C’est une nuance importante. Elle ne règle pas le problème, mais elle révèle mieux le vrai enjeu : à partir de quel moment une guitare inspirée d’une Strat devient-elle suffisamment différente ?
Si vous découvrez le dossier, commencez par notre premier article : Fender contre les guitares type Strat : pourquoi l’affaire inquiète. Celui-ci analyse la deuxième phase du débat, après les clarifications publiques autour de la stratégie Fender.
Ce que Fender essaie désormais de clarifier
Au départ, le message a été perçu comme brutal : Fender avait obtenu en Allemagne une décision favorable sur la protection du design du corps de la Stratocaster, puis des constructeurs de guitares type Strat auraient reçu des lettres leur demandant d’arrêter la production, de rappeler certains instruments et même de détruire des stocks.
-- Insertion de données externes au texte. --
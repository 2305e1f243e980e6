//! Query surface of the record store.

use crate::error::StoreError;
use crate::models::{
    DailySaleEntry, InventoryRecord, ModuleKind, NewDailySale, NewSaleEvent, RecordInputs,
    SaleEvent, SalesLedger,
};
use async_trait::async_trait;
use chrono::NaiveDate;
use uuid::Uuid;

/// Listing order for a module's records, by creation time.
#[derive(Debug, Clone, Copy, Default, PartialEq, Eq)]
pub enum SortOrder {
    #[default]
    NewestFirst,
    OldestFirst,
}

/// Collections the service reads and writes. Every call is a single round
/// trip; implementations never retry and report failures as `StoreError`.
///
/// Updates replace the whole input set; the service merges patches before
/// calling `update_record`.
#[async_trait]
pub trait RecordStore: Send + Sync {
    async fn health_check(&self) -> Result<(), StoreError>;

    async fn select_records(
        &self,
        module: ModuleKind,
        order: SortOrder,
    ) -> Result<Vec<InventoryRecord>, StoreError>;

    async fn get_record(&self, record_id: Uuid) -> Result<Option<InventoryRecord>, StoreError>;

    async fn insert_record(&self, inputs: &RecordInputs) -> Result<InventoryRecord, StoreError>;

    /// Returns `None` when no record has that id.
    async fn update_record(
        &self,
        record_id: Uuid,
        inputs: &RecordInputs,
    ) -> Result<Option<InventoryRecord>, StoreError>;

    /// Returns whether a record was removed. Sale events are left alone.
    async fn delete_record(&self, record_id: Uuid) -> Result<bool, StoreError>;

    /// Sale events referencing any of `record_ids`, oldest first.
    async fn select_sale_events(&self, record_ids: &[Uuid]) -> Result<Vec<SaleEvent>, StoreError>;

    /// Sale events of a module, optionally restricted to one day, oldest first.
    async fn select_sales(
        &self,
        module: ModuleKind,
        sold_on: Option<NaiveDate>,
    ) -> Result<Vec<SaleEvent>, StoreError>;

    async fn insert_sale_event(&self, sale: &NewSaleEvent) -> Result<SaleEvent, StoreError>;

    async fn delete_sale_event(&self, sale_id: Uuid) -> Result<bool, StoreError>;

    /// Entries of `ledger` dated in `[start, end)`, by date then creation time.
    async fn select_daily_sales(
        &self,
        ledger: SalesLedger,
        start: NaiveDate,
        end: NaiveDate,
    ) -> Result<Vec<DailySaleEntry>, StoreError>;

    async fn insert_daily_sale(&self, entry: &NewDailySale) -> Result<DailySaleEntry, StoreError>;

    async fn delete_daily_sale(&self, entry_id: Uuid) -> Result<bool, StoreError>;
}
La réaction de la communauté guitare a été immédiate. Beaucoup y ont vu une attaque frontale contre les luthiers indépendants, les fabricants boutique et, plus largement, contre toute la culture des guitares S-style.
Depuis, Fender a précisé sa position dans des déclarations rapportées par Guitar World. La marque affirme ne pas vouloir interdire toutes les guitares double-cutaway, ni toutes les guitares à deux cornes.
Autrement dit, Fender essaie de sortir d’un récit dangereux pour elle :
Fender attaque les guitares type Strat.
Pour imposer un récit plus défendable :
Fender attaque les copies quasi identiques de la Stratocaster.
La nuance est capitale.
La première version donne l’image d’une marque qui veut verrouiller un langage musical entier. La seconde est plus audible : une marque historique protège un dessin précis contre des clones trop proches.
Toute la bataille va maintenant se jouer dans cet espace gris.
Ce texte n’est pas un conseil juridique. Il résume les éléments publics disponibles au 28 mai 2026 et analyse leurs conséquences possibles pour les guitaristes, les luthiers et le marché.
Le vrai mot-clé : suffisamment différent
La vraie question n’est donc plus seulement :
Peut-on encore fabriquer une guitare inspirée de la Stratocaster ?
La vraie question devient :
À partir de quel moment une guitare est-elle suffisamment différente d'une Stratocaster ?
Et là, le dossier devient beaucoup plus complexe.
Une guitare peut être différente par sa tête, son pickguard, ses proportions, ses chanfreins, ses cornes, son électronique, son vibrato, son placement de micros, sa découpe arrière, son talon, son ergonomie ou même son intention esthétique générale.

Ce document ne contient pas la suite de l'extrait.